The effective dose is a weighted whole-body dose measurement that takes into account the different radiation sensitivities of organs and tissues and thus best represents possible long-term damage such as radiation cancer and leukaemia. That is why the effective dose is anchored in the Radiation Protection Act (Germany) as the basis for determining body doses and limits.

The protection factor (known from sunscreen) tells you how long you can stay in a radiation field compared to without protection. For example, a protection factor of 50. This means that you can stay in the radiation environment in question 50 times as long as without protection before exceeding a given limit.

Instead of measuring X-ray protective clothing based on the lead equivalent value, as was previously the case, protection factors based on the effective dose now clarify the actual protective effect of the personal protective equipment.

The Scientific Basis

The radiobiological (effective dose-based) protection factor is calculated using a digitised phantom. The International Commission on Radiological Protection (ICRP) has thus created a female and a male high-resolution digital reference phantom of the human body, including all organs and tissues. It is the basis for calculating body doses.

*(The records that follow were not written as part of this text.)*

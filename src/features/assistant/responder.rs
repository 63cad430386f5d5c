use anyhow::Result;
use chrono::Utc;
use log::{debug, info};
use std::sync::Arc;

use super::profile::{build_system_prompt, ProfileSource};
use crate::features::llm::LanguageModel;
use crate::features::schedule::UserId;

/// Answers free-form questions in the context of a patient's profile
#[derive(Clone)]
pub struct CareAssistant {
    profiles: Arc<dyn ProfileSource>,
    model: Arc<dyn LanguageModel>,
    tz_offset_minutes: Option<i32>,
}

impl CareAssistant {
    pub fn new(profiles: Arc<dyn ProfileSource>, model: Arc<dyn LanguageModel>) -> Self {
        Self {
            profiles,
            model,
            tz_offset_minutes: None,
        }
    }

    pub fn with_tz_offset(mut self, minutes: Option<i32>) -> Self {
        self.tz_offset_minutes = minutes;
        self
    }

    /// Profile lookup and completion errors are returned to the caller.
    pub async fn answer(&self, user_id: UserId, message: &str) -> Result<String> {
        let message = message.trim();
        if message.is_empty() {
            return Err(anyhow::anyhow!("Message is empty"));
        }

        let profile = self.profiles.load_profile(user_id)?;
        if profile.is_none() {
            debug!("No profile for user {user_id}, answering without one");
        }
        let system = build_system_prompt(profile.as_ref(), Utc::now(), self.tz_offset_minutes);

        let reply = self.model.complete(&system, message).await?;
        info!("Answered user {} ({} chars)", user_id, reply.chars().count());
        Ok(reply)
    }
}

#[cfg(test)]
mod tests {
    use super::*;
    use crate::features::assistant::PatientProfile;
    use async_trait::async_trait;
    use std::sync::Mutex;

    struct FixedProfiles(Option<PatientProfile>);

    impl ProfileSource for FixedProfiles {
        fn load_profile(&self, _user_id: UserId) -> Result<Option<PatientProfile>> {
            Ok(self.0.clone())
        }
    }

    struct BrokenProfiles;

    impl ProfileSource for BrokenProfiles {
        fn load_profile(&self, _user_id: UserId) -> Result<Option<PatientProfile>> {
            Err(anyhow::anyhow!("database is locked"))
        }
    }

    /// Records the prompts it receives
    #[derive(Default)]
    struct EchoModel {
        seen: Mutex<Vec<(String, String)>>,
        fail: bool,
    }

    #[async_trait]
    impl LanguageModel for EchoModel {
        async fn complete(&self, system: &str, user_text: &str) -> Result<String> {
            self.seen
                .lock()
                .unwrap()
                .push((system.to_string(), user_text.to_string()));
            if self.fail {
                return Err(anyhow::anyhow!("Chat completion timed out after 45s"));
            }
            Ok(format!("respuesta a: {user_text}"))
        }
    }

    #[tokio::test]
    async fn test_answer_includes_profile() {
        let model = Arc::new(EchoModel::default());
        let profile = PatientProfile {
            name: Some("Rosa".to_string()),
            ..Default::default()
        };
        let assistant = CareAssistant::new(Arc::new(FixedProfiles(Some(profile))), model.clone())
            .with_tz_offset(Some(-240));

        let reply = assistant.answer(3, "  ¿Qué día es hoy? ").await.unwrap();
        assert_eq!(reply, "respuesta a: ¿Qué día es hoy?");

        let seen = model.seen.lock().unwrap();
        assert_eq!(seen.len(), 1);
        assert!(seen[0].0.contains("Nombre: Rosa"));
        assert!(seen[0].0.contains("(UTC-04:00)"));
    }

    #[tokio::test]
    async fn test_unknown_user_still_answered() {
        let model = Arc::new(EchoModel::default());
        let assistant = CareAssistant::new(Arc::new(FixedProfiles(None)), model.clone());

        assert!(assistant.answer(99, "hola").await.is_ok());
        assert!(model.seen.lock().unwrap()[0].0.contains("Sin datos de usuario."));
    }

    #[tokio::test]
    async fn test_profile_error_propagates() {
        let model = Arc::new(EchoModel::default());
        let assistant = CareAssistant::new(Arc::new(BrokenProfiles), model.clone());

        let err = assistant.answer(3, "hola").await.unwrap_err();
        assert!(err.to_string().contains("locked"));
        assert!(model.seen.lock().unwrap().is_empty());
    }

    #[tokio::test]
    async fn test_model_error_propagates() {
        let model = Arc::new(EchoModel {
            fail: true,
            ..Default::default()
        });
        let assistant = CareAssistant::new(Arc::new(FixedProfiles(None)), model);

        assert!(assistant.answer(3, "hola").await.is_err());
    }

    #[tokio::test]
    async fn test_empty_message_rejected() {
        let model = Arc::new(EchoModel::default());
        let assistant = CareAssistant::new(Arc::new(FixedProfiles(None)), model.clone());

        assert!(assistant.answer(3, "   ").await.is_err());
        assert!(model.seen.lock().unwrap().is_empty());
    }
}
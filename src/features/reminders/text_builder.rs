//! Spoken reminder text
//!
//! - **Version**: 1.1.0
//! - **Since**: 0.1.0
//!
//! ## Changelog
//! - 1.1.0: Appointment reminders
//! - 1.0.0: Medication reminders with optional confirmation prompt

use crate::features::schedule::{DueAppointment, DueMedication};

const CONFIRMATION_PROMPT: &str = " ¿Ya te la tomaste? Responde sí o no.";

#[derive(Debug, Clone, PartialEq, Eq)]
enum ReminderKind {
    Medication { dosage: Option<String> },
    Appointment { doctor: Option<String>, location: Option<String> },
}

/// Builder for a single-sentence reminder.
///
/// # Example
///
/// ```ignore
/// let text = ReminderTextBuilder::medication("Losartán", "08:00")
///     .with_name(Some("Rosa"))
///     .with_dosage(Some("50 mg"))
///     .build();
/// ```
#[derive(Debug, Clone)]
pub struct ReminderTextBuilder {
    name: Option<String>,
    label: String,
    time: String,
    kind: ReminderKind,
    ask_confirmation: bool,
}

impl ReminderTextBuilder {
    /// Medication reminder; asks for confirmation by default
    pub fn medication(label: &str, time: &str) -> Self {
        Self {
            name: None,
            label: label.to_string(),
            time: time.to_string(),
            kind: ReminderKind::Medication { dosage: None },
            ask_confirmation: true,
        }
    }

    /// Appointment reminder; no confirmation prompt by default
    pub fn appointment(title: &str, time: &str) -> Self {
        Self {
            name: None,
            label: title.to_string(),
            time: time.to_string(),
            kind: ReminderKind::Appointment {
                doctor: None,
                location: None,
            },
            ask_confirmation: false,
        }
    }

    pub fn for_due_medication(item: &DueMedication) -> Self {
        Self::medication(&item.name, &item.time)
            .with_name(item.patient_name.as_deref())
            .with_dosage(item.dosage.as_deref())
    }

    pub fn for_due_appointment(item: &DueAppointment) -> Self {
        let mut builder = Self::appointment(&item.title, &item.time);
        builder.kind = ReminderKind::Appointment {
            doctor: non_blank(item.doctor.as_deref()),
            location: non_blank(item.location.as_deref()),
        };
        builder
    }

    pub fn with_name(mut self, name: Option<&str>) -> Self {
        self.name = non_blank(name);
        self
    }

    /// Ignored for appointments
    pub fn with_dosage(mut self, dosage: Option<&str>) -> Self {
        if let ReminderKind::Medication { dosage: ref mut d } = self.kind {
            *d = non_blank(dosage);
        }
        self
    }

    pub fn ask_confirmation(mut self, ask: bool) -> Self {
        self.ask_confirmation = ask;
        self
    }

    pub fn build(self) -> String {
        let greeting = match &self.name {
            Some(name) => format!("Hola {name}, "),
            None => "Hola, ".to_string(),
        };

        let mut text = match &self.kind {
            ReminderKind::Medication { dosage } => {
                let dosage = dosage
                    .as_deref()
                    .map(|d| format!(" {d}"))
                    .unwrap_or_default();
                format!(
                    "{greeting}es la hora de tomar {}{dosage}. Son las {}. Por favor tómala con cuidado.",
                    self.label, self.time
                )
            }
            ReminderKind::Appointment { doctor, location } => {
                let mut sentence = format!("{greeting}tienes tu cita de {}", self.label);
                if let Some(doctor) = doctor {
                    sentence.push_str(&format!(" con {doctor}"));
                }
                if let Some(location) = location {
                    sentence.push_str(&format!(" en {location}"));
                }
                sentence.push_str(&format!(" a las {}.", self.time));
                sentence
            }
        };

        if self.ask_confirmation {
            text.push_str(CONFIRMATION_PROMPT);
        }
        text
    }
}

fn non_blank(value: Option<&str>) -> Option<String> {
    value
        .map(str::trim)
        .filter(|v| !v.is_empty())
        .map(String::from)
}
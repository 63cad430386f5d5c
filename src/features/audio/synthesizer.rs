//! # Feature: Speech Synthesis
//!
//! Text-to-speech for reminders and replies. Output formats are tried in
//! order until one succeeds.
//!
//! - **Version**: 1.1.0
//! - **Since**: 0.2.0
//! - **Toggleable**: true
//!
//! ## Changelog
//! - 1.1.0: Format selection as an ordered strategy list (WAV, then MP3)
//! - 1.0.0: Initial release

use anyhow::Result;
use async_trait::async_trait;
use log::{debug, info};
use serde_json::json;
use std::sync::Arc;

const SPEECH_URL: &str = "https://api.openai.com/v1/audio/speech";

#[derive(Debug, Clone, Copy, PartialEq, Eq)]
pub enum AudioFormat {
    Wav,
    Mp3,
}

impl AudioFormat {
    /// Value for the API's `response_format` field
    pub fn as_str(&self) -> &'static str {
        match self {
            AudioFormat::Wav => "wav",
            AudioFormat::Mp3 => "mp3",
        }
    }

    pub fn mime(&self) -> &'static str {
        match self {
            AudioFormat::Wav => "audio/wav",
            AudioFormat::Mp3 => "audio/mpeg",
        }
    }

    pub fn extension(&self) -> &'static str {
        self.as_str()
    }
}

#[derive(Debug, Clone)]
pub struct SynthesizedAudio {
    pub bytes: Vec<u8>,
    pub format: AudioFormat,
}

impl SynthesizedAudio {
    pub fn mime(&self) -> &'static str {
        self.format.mime()
    }
}

/// One synthesis attempt in a specific format
#[async_trait]
pub trait SpeechBackend: Send + Sync {
    async fn synthesize(&self, text: &str, voice: &str, format: AudioFormat) -> Result<Vec<u8>>;
}

/// OpenAI `/audio/speech` backend
#[derive(Clone)]
pub struct OpenAiSpeech {
    client: reqwest::Client,
    openai_api_key: String,
    model: String,
}

impl OpenAiSpeech {
    pub fn new(openai_api_key: String, model: String) -> Self {
        Self {
            client: reqwest::Client::new(),
            openai_api_key,
            model,
        }
    }
}

#[async_trait]
impl SpeechBackend for OpenAiSpeech {
    async fn synthesize(&self, text: &str, voice: &str, format: AudioFormat) -> Result<Vec<u8>> {
        let response = self
            .client
            .post(SPEECH_URL)
            .bearer_auth(&self.openai_api_key)
            .json(&json!({
                "model": self.model,
                "voice": voice,
                "input": text,
                "response_format": format.as_str(),
            }))
            .send()
            .await?;

        let status = response.status();
        if !status.is_success() {
            let body = response.text().await.unwrap_or_default();
            return Err(anyhow::anyhow!("Speech API returned {}: {}", status, body));
        }

        Ok(response.bytes().await?.to_vec())
    }
}

#[derive(Clone)]
pub struct SpeechSynthesizer {
    backend: Arc<dyn SpeechBackend>,
    default_voice: String,
    strategies: Vec<AudioFormat>,
}

impl SpeechSynthesizer {
    pub fn new(backend: Arc<dyn SpeechBackend>, default_voice: String) -> Self {
        Self {
            backend,
            default_voice,
            strategies: vec![AudioFormat::Wav, AudioFormat::Mp3],
        }
    }

    pub fn with_strategies(mut self, strategies: Vec<AudioFormat>) -> Self {
        self.strategies = strategies;
        self
    }

    /// Synthesize `text`, returning the first format that succeeds
    pub async fn synthesize(&self, text: &str, voice: Option<&str>) -> Result<SynthesizedAudio> {
        let text = text.trim();
        if text.is_empty() {
            return Err(anyhow::anyhow!("Nothing to synthesize: text is empty"));
        }
        let voice = voice.unwrap_or(&self.default_voice);

        let mut last_error = anyhow::anyhow!("No synthesis strategies configured");
        for &format in &self.strategies {
            match self.backend.synthesize(text, voice, format).await {
                Ok(bytes) => {
                    info!(
                        "Synthesized {} chars as {} ({} bytes)",
                        text.chars().count(),
                        format.as_str(),
                        bytes.len()
                    );
                    return Ok(SynthesizedAudio { bytes, format });
                }
                Err(e) => {
                    debug!("Speech synthesis as {} failed: {e}", format.as_str());
                    last_error = e;
                }
            }
        }
        Err(last_error)
    }
}
//! # Audio Feature
//!
//! Speech-to-text for user replies and text-to-speech for reminders.
//!
//! - **Version**: 2.0.0
//! - **Since**: 0.1.0
//! - **Toggleable**: true

pub mod synthesizer;
pub mod transcriber;

pub use synthesizer::{AudioFormat, OpenAiSpeech, SpeechBackend, SpeechSynthesizer, SynthesizedAudio};
pub use transcriber::AudioTranscriber;
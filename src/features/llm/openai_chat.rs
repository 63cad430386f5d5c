//! OpenAI chat-completion client
//!
//! - **Version**: 1.1.0
//! - **Since**: 0.1.0
//!
//! ## Changelog
//! - 1.1.0: Per-instance temperature so the classifier can run deterministically
//! - 1.0.0: Initial release

use anyhow::Result;
use async_trait::async_trait;
use log::{debug, error, info};
use openai::chat::{ChatCompletion, ChatCompletionMessage, ChatCompletionMessageRole};
use std::time::{Duration, Instant};
use tokio::time::timeout;
use uuid::Uuid;

use super::LanguageModel;

#[derive(Debug, Clone)]
pub struct OpenAiChat {
    model: String,
    temperature: f32,
    timeout: Duration,
}

impl OpenAiChat {
    pub fn new(model: impl Into<String>) -> Self {
        Self {
            model: model.into(),
            temperature: 0.3,
            timeout: Duration::from_secs(45),
        }
    }

    pub fn with_temperature(mut self, temperature: f32) -> Self {
        self.temperature = temperature.clamp(0.0, 2.0);
        self
    }

    pub fn with_timeout(mut self, timeout: Duration) -> Self {
        self.timeout = timeout;
        self
    }

    pub fn model(&self) -> &str {
        &self.model
    }

    fn message(role: ChatCompletionMessageRole, content: &str) -> ChatCompletionMessage {
        ChatCompletionMessage {
            role,
            content: Some(content.to_string()),
            name: None,
            function_call: None,
            tool_call_id: None,
            tool_calls: None,
        }
    }
}

#[async_trait]
impl LanguageModel for OpenAiChat {
    async fn complete(&self, system: &str, user_text: &str) -> Result<String> {
        let request_id = Uuid::new_v4();
        let start_time = Instant::now();

        info!(
            "[{request_id}] Starting OpenAI request | Model: {} | Temperature: {}",
            self.model, self.temperature
        );
        debug!(
            "[{request_id}] System prompt length: {} chars | User message: '{}'",
            system.len(),
            user_text.chars().take(100).collect::<String>()
        );

        let messages = vec![
            Self::message(ChatCompletionMessageRole::System, system),
            Self::message(ChatCompletionMessageRole::User, user_text),
        ];

        let request = ChatCompletion::builder(&self.model, messages)
            .temperature(self.temperature)
            .create();

        let completion = timeout(self.timeout, request)
            .await
            .map_err(|_| {
                error!(
                    "[{request_id}] OpenAI request timed out after {:?}",
                    start_time.elapsed()
                );
                anyhow::anyhow!("OpenAI request timed out after {:?}", self.timeout)
            })?
            .map_err(|e| {
                error!("[{request_id}] OpenAI API error after {:?}: {e}", start_time.elapsed());
                anyhow::anyhow!("OpenAI API error: {}", e)
            })?;

        info!(
            "[{request_id}] OpenAI response received after {:?}",
            start_time.elapsed()
        );

        completion
            .choices
            .first()
            .and_then(|choice| choice.message.content.clone())
            .map(|content| content.trim().to_string())
            .ok_or_else(|| anyhow::anyhow!("OpenAI response contained no content"))
    }
}
//! Patient profile and the system prompt built from it

use anyhow::Result;
use chrono::{DateTime, Duration, Utc};

use crate::features::schedule::{format_utc_offset, UserId};

const NO_PROFILE: &str = "Sin datos de usuario.";

const ASSISTANT_GUIDELINES: &str = "Eres un asistente conversacional para adultos mayores.
- Habla SIEMPRE en español, claro y pausado.
- Usa oraciones cortas, estructura simple y tono amable.
- Ofrece confirmar entendimiento y repetir si hace falta.
- Cuando des pasos o instrucciones, enumera con viñetas o pasos.
- Si hay dudas médicas, da información general y sugiere consultar a un profesional.
- Evita tecnicismos innecesarios; explica conceptos de forma sencilla.

Responde SIEMPRE en función del siguiente perfil del usuario:";

#[derive(Debug, Clone, Default, PartialEq)]
pub struct PatientProfile {
    pub name: Option<String>,
    pub age: Option<i64>,
    pub notes: Option<String>,
    pub conditions: Vec<String>,
    pub medications: Vec<String>,
}

impl PatientProfile {
    /// One `Label: value` line per known field
    pub fn to_text(&self) -> String {
        let mut lines = Vec::new();
        if let Some(name) = &self.name {
            lines.push(format!("Nombre: {name}"));
        }
        if let Some(age) = self.age {
            lines.push(format!("Edad: {age}"));
        }
        if !self.conditions.is_empty() {
            lines.push(format!("Condiciones médicas: {}", self.conditions.join(", ")));
        }
        if !self.medications.is_empty() {
            lines.push(format!("Medicamentos: {}", self.medications.join(", ")));
        }
        if let Some(notes) = &self.notes {
            lines.push(format!("Observaciones: {notes}"));
        }

        if lines.is_empty() {
            NO_PROFILE.to_string()
        } else {
            lines.join("\n")
        }
    }
}

/// Where user profiles come from
pub trait ProfileSource: Send + Sync {
    /// `Ok(None)` when the user is unknown
    fn load_profile(&self, user_id: UserId) -> Result<Option<PatientProfile>>;
}

/// System prompt with guidelines, profile and the current local time.
///
/// Without an offset the local time is UTC.
pub fn build_system_prompt(
    profile: Option<&PatientProfile>,
    now_utc: DateTime<Utc>,
    offset_minutes: Option<i32>,
) -> String {
    let profile_text = profile
        .map(PatientProfile::to_text)
        .unwrap_or_else(|| NO_PROFILE.to_string());

    let offset = offset_minutes.unwrap_or(0);
    let offset_label = format_utc_offset(offset);
    let now_local = now_utc + Duration::minutes(i64::from(offset));

    format!(
        "{ASSISTANT_GUIDELINES}\n\nPERFIL DEL USUARIO\n{profile_text}\n\n\
         CONTEXTO DE TIEMPO (usar esto al responder):\n\
         - NOW_LOCAL: {} (UTC{offset_label})\n\
         - NOW_UTC:   {} (UTC+00:00)\n\
         Si el usuario pregunta por FECHA u HORA actuales, responde con NOW_LOCAL.\n\
         Si hay ambigüedad, aclara la zona como (UTC{offset_label}).\n",
        now_local.format("%Y-%m-%d %H:%M:%S"),
        now_utc.format("%Y-%m-%d %H:%M:%S"),
    )
}
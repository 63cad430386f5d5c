// Core layer - configuration
pub mod core;

// Features layer - all feature modules
pub mod features;

// Infrastructure
pub mod database;

pub use core::Config;
pub use database::Database;

pub use features::{
    // Assistant
    CareAssistant, PatientProfile, ProfileSource,
    // Audio
    AudioFormat, AudioTranscriber, OpenAiSpeech, SpeechSynthesizer,
    // Confirmation
    ConfirmationClassifier, ConfirmationResult, ConfirmationStatus, Intent,
    // LLM
    LanguageModel, OpenAiChat,
    // Reminders
    ReminderTextBuilder,
    // Schedule
    DueDetector, DueQuery, DueResult, ScheduleRepository,
};
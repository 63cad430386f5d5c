//! # Feature: Confirmation Classifier
//!
//! Turns a free-form reply to a medication reminder into taken / missed /
//! unclear. A keyword pass answers the common cases synchronously; only
//! ambiguous replies go to the language model, and any failure there degrades
//! to "unsure" instead of an error.
//!
//! - **Version**: 1.2.0
//! - **Since**: 0.2.0
//! - **Toggleable**: false
//!
//! ## Changelog
//! - 1.2.0: Fallback call bounded by a timeout; timeouts count as ordinary failures
//! - 1.1.0: Tolerate code fences and prose around the model's JSON reply
//! - 1.0.0: Initial release with keyword pass and model fallback

use log::{debug, warn};
use regex::Regex;
use serde::{Deserialize, Serialize};
use std::sync::{Arc, OnceLock};
use std::time::Duration;
use tokio::time::timeout;

use crate::features::llm::LanguageModel;

/// Confidence reported for keyword matches
pub const KEYWORD_CONFIDENCE: f64 = 0.9;

/// Result reported when the model fallback fails for any reason
pub const FALLBACK_CONFIDENCE: f64 = 0.33;

/// Confidence assumed when the model omits one
const MISSING_CONFIDENCE: f64 = 0.5;

/// Affirmative phrases, matched by substring containment
const AFFIRMATIVE_PHRASES: &[&str] = &[
    "sí", "si", "ya", "claro", "por supuesto", "listo", "hecho", "me la tomé", "me la tome",
    "ya la tomé", "ya la tome", "ya lo hice", "la tomé", "la tome",
];

/// Negative phrases, checked only when no affirmative phrase matched.
///
/// Affirmative matching runs first, so a reply such as "no la tomé" (which
/// contains "la tomé") resolves to yes. Negatives only decide replies with no
/// affirmative substring at all.
const NEGATIVE_PHRASES: &[&str] = &[
    "no", "todavía no", "aún no", "aun no", "después", "luego", "más tarde", "mas tarde",
    "no la tomé", "no la tome", "no lo hice",
];

const CLASSIFIER_INSTRUCTION: &str = "Eres un clasificador muy estricto. \
    Decide si la respuesta indica que el usuario YA se tomó el medicamento (yes), \
    NO se lo ha tomado (no), o no es claro (unsure). \
    Responde SOLO un JSON como {\"intent\":\"yes|no|unsure\",\"confidence\":0-1}.";

#[derive(Debug, Clone, Copy, PartialEq, Eq, Serialize, Deserialize)]
#[serde(rename_all = "lowercase")]
pub enum Intent {
    Yes,
    No,
    Unsure,
}

impl Intent {
    pub fn parse(value: &str) -> Option<Self> {
        match value.trim().to_lowercase().as_str() {
            "yes" => Some(Intent::Yes),
            "no" => Some(Intent::No),
            "unsure" => Some(Intent::Unsure),
            _ => None,
        }
    }

    pub fn status(self) -> ConfirmationStatus {
        match self {
            Intent::Yes => ConfirmationStatus::Taken,
            Intent::No => ConfirmationStatus::Missed,
            Intent::Unsure => ConfirmationStatus::Unclear,
        }
    }
}

#[derive(Debug, Clone, Copy, PartialEq, Eq, Serialize, Deserialize)]
#[serde(rename_all = "lowercase")]
pub enum ConfirmationStatus {
    Taken,
    Missed,
    Unclear,
}

impl ConfirmationStatus {
    /// Spoken acknowledgement for this outcome
    pub fn reply(self) -> &'static str {
        match self {
            ConfirmationStatus::Taken => {
                "Perfecto. He registrado que tomaste tu medicamento. ¡Bien hecho!"
            }
            ConfirmationStatus::Missed => {
                "De acuerdo. Te recordaré más tarde. Por favor, no lo olvides."
            }
            ConfirmationStatus::Unclear => "No te escuché bien. ¿La tomaste? Responde sí o no.",
        }
    }
}

#[derive(Debug, Clone, Copy, PartialEq, Serialize)]
pub struct ConfirmationResult {
    pub intent: Intent,
    /// `None` when there was nothing to classify
    pub confidence: Option<f64>,
    pub status: ConfirmationStatus,
}

impl ConfirmationResult {
    fn new(intent: Intent, confidence: Option<f64>) -> Self {
        Self {
            intent,
            confidence,
            status: intent.status(),
        }
    }

    fn fallback() -> Self {
        Self::new(Intent::Unsure, Some(FALLBACK_CONFIDENCE))
    }
}

#[derive(Debug, Clone, Copy)]
pub struct ClassifierConfig {
    /// Upper bound on the model fallback call
    pub fallback_timeout: Duration,
}

impl Default for ClassifierConfig {
    fn default() -> Self {
        Self {
            fallback_timeout: Duration::from_secs(15),
        }
    }
}

/// Keyword pass. `None` means neither phrase set matched.
pub fn classify_keywords(text: &str) -> Option<Intent> {
    let normalized = text.trim().to_lowercase();
    if AFFIRMATIVE_PHRASES.iter().any(|p| normalized.contains(p)) {
        Some(Intent::Yes)
    } else if NEGATIVE_PHRASES.iter().any(|p| normalized.contains(p)) {
        Some(Intent::No)
    } else {
        None
    }
}

fn json_object_pattern() -> &'static Regex {
    static PATTERN: OnceLock<Regex> = OnceLock::new();
    PATTERN.get_or_init(|| Regex::new(r"(?s)\{.*\}").expect("static regex"))
}

#[derive(Debug, Deserialize)]
struct ModelVerdict {
    #[serde(default)]
    intent: Option<String>,
    #[serde(default)]
    confidence: Option<serde_json::Value>,
}

/// Parse the model's `{intent, confidence}` reply.
///
/// Unknown intents become `Unsure`; a missing confidence becomes 0.5; numeric
/// strings are accepted. Returns `None` when no usable JSON object is present.
fn parse_model_reply(reply: &str) -> Option<(Intent, f64)> {
    let json = json_object_pattern().find(reply)?.as_str();
    let verdict: ModelVerdict = serde_json::from_str(json).ok()?;

    let intent = verdict
        .intent
        .as_deref()
        .and_then(Intent::parse)
        .unwrap_or(Intent::Unsure);

    let confidence = match verdict.confidence {
        None | Some(serde_json::Value::Null) => MISSING_CONFIDENCE,
        Some(serde_json::Value::Number(n)) => n.as_f64()?,
        Some(serde_json::Value::String(s)) => s.trim().parse::<f64>().ok()?,
        Some(_) => return None,
    };
    if !confidence.is_finite() {
        return None;
    }

    Some((intent, confidence.clamp(0.0, 1.0)))
}

#[derive(Clone)]
pub struct ConfirmationClassifier {
    model: Arc<dyn LanguageModel>,
    config: ClassifierConfig,
}

impl ConfirmationClassifier {
    pub fn new(model: Arc<dyn LanguageModel>, config: ClassifierConfig) -> Self {
        Self { model, config }
    }

    /// Classify a reply. Never fails.
    pub async fn classify(&self, text: &str) -> ConfirmationResult {
        if text.trim().is_empty() {
            return ConfirmationResult::new(Intent::Unsure, None);
        }

        if let Some(intent) = classify_keywords(text) {
            debug!("Keyword pass classified reply as {intent:?}");
            return ConfirmationResult::new(intent, Some(KEYWORD_CONFIDENCE));
        }

        self.classify_with_model(text).await
    }

    async fn classify_with_model(&self, text: &str) -> ConfirmationResult {
        let user_text = format!("Respuesta del usuario: {text}");
        let call = self.model.complete(CLASSIFIER_INSTRUCTION, &user_text);

        let reply = match timeout(self.config.fallback_timeout, call).await {
            Ok(Ok(reply)) => reply,
            Ok(Err(e)) => {
                warn!("Classifier fallback failed: {e}");
                return ConfirmationResult::fallback();
            }
            Err(_) => {
                warn!(
                    "Classifier fallback timed out after {:?}",
                    self.config.fallback_timeout
                );
                return ConfirmationResult::fallback();
            }
        };

        match parse_model_reply(&reply) {
            Some((intent, confidence)) => {
                debug!("Model classified reply as {intent:?} ({confidence:.2})");
                ConfirmationResult::new(intent, Some(confidence))
            }
            None => {
                warn!(
                    "Unparseable classifier reply: '{}'",
                    reply.chars().take(200).collect::<String>()
                );
                ConfirmationResult::fallback()
            }
        }
    }
}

In the publications [4] – [6], various Monte Carlo simulations were carried out on typical workplace situations (patient lying down, examiner looking at the monitor, etc.) with the aid of the aforementioned anthropomorphic ICRP reference model and extensive personal dose measurements carried out at interventional workplaces.

It was shown that approx. 80 % of the examiner’s effective dose occurs in the area from the chest to below the gonads because this is where the organs that are particularly sensitive to radiation, such as the colon, stomach, urinary bladder, gonads and large parts of the active bone marrow are located.

Results:

To reduce the effective dose as much as possible,the radiation protective material must therefore be concentrated in the area from above the chest to below the gonads. X-ray protective clothing with this optimised arrangement of protective material is significantly lighter than conventional radiation protective clothing while providing the same level of protection. Likewise, the reinforced structure of the protective material in the area from the chest to the gonads makes a higher protection factor possible with the same weight.

MAVIG is the first manufacturer of radiation protective clothing (PPE) to develop a regulatory-approved and certified apron collection that implements the presented concept – the Levio® Edition.

The protective clothing of the Levio® Edition has additional shielding for the most radiation-sensitive organs from the chest to the gonads resulting in especially strong dose reduction in those areas. The protective material is applied where it is most effective.

Contribution of the Organ Dose of the Radiation User at the Effective Dose (%)

Thanks to this principle, Levio® Edition protective clothing is able to become lighter while maintaining the same shielding effect. Conversely, protective clothing with higher shielding can be produced while maintaining the same weight.

Protection Factor and Weight Comparison

In their publications [4] – [6], the two authors Dr. Heinrich Eder and Dr. Helmut Schlattl even go one step further and call for a change of the current regulations. According to their research, it would be possible to shorten the protective clothing altogether. This measure could of course save a considerable amount of weight.

The radiation protective aprons would then have a base layer of radiation protection material that would go from the neck to about 10 cm below the pubis (pubic bone). In addition, another, shorter layer would protect the area from above the chest to below the pubis.

According to the authors’ calculations, the full implementation of the concept could even achieve a weight reduction of up to 40% compared to a current protective apron under the usual examination-specific conditions with a protection factor of 50. At the time of writing though, this would not be compliant to the current standard IEC 61331-3:2014 / DIN EN 61331-3:2016.

However, perhaps it will be an impetus for rethinking.